"""

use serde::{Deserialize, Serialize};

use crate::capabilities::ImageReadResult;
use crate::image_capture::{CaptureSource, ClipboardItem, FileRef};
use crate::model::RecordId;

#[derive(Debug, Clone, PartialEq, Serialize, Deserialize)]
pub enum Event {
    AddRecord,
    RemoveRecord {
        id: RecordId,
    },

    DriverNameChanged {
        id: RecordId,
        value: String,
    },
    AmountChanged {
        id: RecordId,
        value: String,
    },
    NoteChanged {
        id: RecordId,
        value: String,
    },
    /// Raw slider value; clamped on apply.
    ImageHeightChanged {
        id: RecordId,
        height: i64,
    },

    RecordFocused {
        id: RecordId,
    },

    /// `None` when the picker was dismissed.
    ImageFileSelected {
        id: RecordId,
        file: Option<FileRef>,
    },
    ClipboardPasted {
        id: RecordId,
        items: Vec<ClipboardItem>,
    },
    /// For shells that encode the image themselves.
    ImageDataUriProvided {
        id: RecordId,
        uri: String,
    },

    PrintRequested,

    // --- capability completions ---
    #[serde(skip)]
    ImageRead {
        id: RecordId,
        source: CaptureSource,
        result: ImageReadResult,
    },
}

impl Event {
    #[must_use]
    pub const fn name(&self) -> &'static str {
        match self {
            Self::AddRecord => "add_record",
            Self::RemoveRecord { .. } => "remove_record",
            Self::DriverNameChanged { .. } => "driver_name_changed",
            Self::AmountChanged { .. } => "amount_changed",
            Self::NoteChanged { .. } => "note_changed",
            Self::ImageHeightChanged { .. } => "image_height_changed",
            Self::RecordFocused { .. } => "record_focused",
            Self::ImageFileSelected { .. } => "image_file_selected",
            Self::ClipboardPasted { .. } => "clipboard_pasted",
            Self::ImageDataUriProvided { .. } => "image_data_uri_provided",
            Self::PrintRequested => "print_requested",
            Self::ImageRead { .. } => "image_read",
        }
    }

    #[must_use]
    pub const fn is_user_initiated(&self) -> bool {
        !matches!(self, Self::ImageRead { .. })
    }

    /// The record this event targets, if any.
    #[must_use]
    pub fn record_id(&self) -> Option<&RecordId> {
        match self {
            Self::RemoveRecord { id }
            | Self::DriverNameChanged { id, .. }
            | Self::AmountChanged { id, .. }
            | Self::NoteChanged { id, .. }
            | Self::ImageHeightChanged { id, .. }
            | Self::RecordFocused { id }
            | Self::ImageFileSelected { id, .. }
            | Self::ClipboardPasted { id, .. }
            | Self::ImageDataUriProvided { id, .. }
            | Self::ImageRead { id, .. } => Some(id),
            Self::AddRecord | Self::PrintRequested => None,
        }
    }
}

"""
"""

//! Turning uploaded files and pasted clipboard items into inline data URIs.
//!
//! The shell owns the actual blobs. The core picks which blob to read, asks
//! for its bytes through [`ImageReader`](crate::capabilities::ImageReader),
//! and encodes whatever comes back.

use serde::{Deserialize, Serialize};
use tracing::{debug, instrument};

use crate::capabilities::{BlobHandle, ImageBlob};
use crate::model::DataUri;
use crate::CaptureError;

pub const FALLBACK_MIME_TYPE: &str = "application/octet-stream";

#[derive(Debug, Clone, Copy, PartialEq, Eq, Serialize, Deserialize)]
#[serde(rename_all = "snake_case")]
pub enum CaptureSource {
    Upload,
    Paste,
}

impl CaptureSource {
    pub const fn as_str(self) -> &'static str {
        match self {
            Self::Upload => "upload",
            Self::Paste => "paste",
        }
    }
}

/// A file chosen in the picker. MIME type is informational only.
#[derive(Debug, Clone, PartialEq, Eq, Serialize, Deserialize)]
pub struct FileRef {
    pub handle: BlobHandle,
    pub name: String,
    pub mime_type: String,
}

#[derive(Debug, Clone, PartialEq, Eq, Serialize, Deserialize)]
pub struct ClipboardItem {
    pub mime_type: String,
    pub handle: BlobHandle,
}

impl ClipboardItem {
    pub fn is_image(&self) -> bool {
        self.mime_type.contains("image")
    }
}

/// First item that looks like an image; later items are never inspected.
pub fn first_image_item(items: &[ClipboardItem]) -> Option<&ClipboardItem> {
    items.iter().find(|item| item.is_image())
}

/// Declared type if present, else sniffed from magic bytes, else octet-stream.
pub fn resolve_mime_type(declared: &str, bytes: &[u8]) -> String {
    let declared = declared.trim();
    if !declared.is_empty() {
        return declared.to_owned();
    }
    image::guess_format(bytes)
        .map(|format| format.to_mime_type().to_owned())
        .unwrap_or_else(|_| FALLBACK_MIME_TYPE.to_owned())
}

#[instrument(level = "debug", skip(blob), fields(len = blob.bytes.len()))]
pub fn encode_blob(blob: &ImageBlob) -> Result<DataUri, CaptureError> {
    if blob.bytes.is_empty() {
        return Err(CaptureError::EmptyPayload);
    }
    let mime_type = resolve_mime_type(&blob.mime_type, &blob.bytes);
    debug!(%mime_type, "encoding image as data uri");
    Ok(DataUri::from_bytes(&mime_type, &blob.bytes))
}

"""
"""

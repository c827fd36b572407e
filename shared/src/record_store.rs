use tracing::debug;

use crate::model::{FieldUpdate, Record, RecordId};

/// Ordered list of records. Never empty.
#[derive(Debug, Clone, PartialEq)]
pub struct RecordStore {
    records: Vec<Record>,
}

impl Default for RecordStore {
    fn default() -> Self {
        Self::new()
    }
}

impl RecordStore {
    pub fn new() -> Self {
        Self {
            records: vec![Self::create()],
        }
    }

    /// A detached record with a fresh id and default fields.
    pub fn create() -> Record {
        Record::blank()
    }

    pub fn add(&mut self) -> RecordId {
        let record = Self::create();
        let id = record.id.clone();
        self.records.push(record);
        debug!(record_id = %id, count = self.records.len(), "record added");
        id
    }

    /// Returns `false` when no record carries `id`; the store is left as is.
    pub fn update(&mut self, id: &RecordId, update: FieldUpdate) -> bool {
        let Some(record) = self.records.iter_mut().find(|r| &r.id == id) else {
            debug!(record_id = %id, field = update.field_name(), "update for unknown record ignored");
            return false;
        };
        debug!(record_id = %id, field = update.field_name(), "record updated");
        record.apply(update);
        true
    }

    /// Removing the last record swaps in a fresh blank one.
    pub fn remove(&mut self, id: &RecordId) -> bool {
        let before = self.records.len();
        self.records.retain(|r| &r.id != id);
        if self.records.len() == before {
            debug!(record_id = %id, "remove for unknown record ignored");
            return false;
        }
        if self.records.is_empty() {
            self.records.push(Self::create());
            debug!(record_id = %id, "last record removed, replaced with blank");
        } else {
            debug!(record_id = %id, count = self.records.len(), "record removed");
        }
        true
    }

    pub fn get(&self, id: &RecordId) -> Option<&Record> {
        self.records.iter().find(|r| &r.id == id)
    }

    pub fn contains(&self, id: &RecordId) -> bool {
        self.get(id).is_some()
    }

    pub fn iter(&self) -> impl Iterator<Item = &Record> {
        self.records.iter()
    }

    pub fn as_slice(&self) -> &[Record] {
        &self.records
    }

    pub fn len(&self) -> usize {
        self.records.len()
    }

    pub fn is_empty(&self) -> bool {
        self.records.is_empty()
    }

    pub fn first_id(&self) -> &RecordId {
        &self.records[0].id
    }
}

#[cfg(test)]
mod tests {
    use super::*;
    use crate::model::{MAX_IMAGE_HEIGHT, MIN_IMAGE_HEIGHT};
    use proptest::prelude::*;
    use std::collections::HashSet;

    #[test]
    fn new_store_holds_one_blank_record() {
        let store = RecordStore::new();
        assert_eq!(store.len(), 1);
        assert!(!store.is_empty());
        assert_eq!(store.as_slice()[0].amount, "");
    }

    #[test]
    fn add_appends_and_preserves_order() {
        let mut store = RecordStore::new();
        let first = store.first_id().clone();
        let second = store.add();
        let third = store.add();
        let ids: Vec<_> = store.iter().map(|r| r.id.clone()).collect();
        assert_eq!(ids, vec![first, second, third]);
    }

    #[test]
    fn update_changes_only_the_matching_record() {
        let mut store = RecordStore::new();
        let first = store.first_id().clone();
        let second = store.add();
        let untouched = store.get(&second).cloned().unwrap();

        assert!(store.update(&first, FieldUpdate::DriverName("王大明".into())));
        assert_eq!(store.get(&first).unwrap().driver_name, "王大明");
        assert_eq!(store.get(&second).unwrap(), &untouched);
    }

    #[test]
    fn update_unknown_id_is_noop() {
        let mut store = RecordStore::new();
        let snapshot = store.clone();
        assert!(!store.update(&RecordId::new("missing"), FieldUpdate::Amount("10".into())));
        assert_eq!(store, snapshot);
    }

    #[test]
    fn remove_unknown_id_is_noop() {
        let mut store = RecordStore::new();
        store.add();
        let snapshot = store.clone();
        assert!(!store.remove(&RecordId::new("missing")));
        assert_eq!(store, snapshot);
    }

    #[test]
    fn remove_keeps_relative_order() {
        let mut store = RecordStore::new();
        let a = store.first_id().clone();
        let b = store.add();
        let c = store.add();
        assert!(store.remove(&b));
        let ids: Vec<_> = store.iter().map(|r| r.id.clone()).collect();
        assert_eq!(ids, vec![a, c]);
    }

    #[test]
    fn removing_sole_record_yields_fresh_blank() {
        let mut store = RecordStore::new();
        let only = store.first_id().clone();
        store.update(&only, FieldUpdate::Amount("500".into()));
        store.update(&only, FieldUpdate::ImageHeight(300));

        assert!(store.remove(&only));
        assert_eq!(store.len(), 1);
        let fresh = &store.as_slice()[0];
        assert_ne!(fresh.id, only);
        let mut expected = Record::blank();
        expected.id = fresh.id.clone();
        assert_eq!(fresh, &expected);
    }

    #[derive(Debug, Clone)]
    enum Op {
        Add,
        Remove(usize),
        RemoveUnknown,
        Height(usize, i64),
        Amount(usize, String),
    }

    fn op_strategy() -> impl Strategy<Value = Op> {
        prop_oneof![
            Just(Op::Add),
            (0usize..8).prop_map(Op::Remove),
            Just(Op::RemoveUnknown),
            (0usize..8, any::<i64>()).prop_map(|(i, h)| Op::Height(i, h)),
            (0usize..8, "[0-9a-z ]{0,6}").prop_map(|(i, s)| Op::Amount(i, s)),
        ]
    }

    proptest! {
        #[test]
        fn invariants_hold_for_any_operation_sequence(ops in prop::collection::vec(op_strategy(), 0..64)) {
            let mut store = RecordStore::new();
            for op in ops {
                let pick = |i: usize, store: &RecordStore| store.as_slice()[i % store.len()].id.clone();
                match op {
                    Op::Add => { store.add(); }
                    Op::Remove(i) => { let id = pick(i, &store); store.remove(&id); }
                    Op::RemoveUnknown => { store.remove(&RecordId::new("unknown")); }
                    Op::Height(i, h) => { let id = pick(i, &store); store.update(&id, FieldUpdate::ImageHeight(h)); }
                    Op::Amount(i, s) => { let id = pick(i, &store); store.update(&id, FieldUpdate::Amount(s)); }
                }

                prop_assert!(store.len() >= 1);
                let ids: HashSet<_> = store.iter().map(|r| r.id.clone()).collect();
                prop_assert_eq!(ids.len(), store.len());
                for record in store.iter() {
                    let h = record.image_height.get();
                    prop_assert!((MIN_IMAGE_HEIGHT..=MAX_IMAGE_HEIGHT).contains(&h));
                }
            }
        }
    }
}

"""

__Your goal__. Wherever the word "ImageHeightChanged" turns up in the records above, copy the line that holds it.

__Task output__.
    ImageHeightChanged {
            Self::ImageHeightChanged { .. } => "image_height_changed",
            | Self::ImageHeightChanged { id, .. }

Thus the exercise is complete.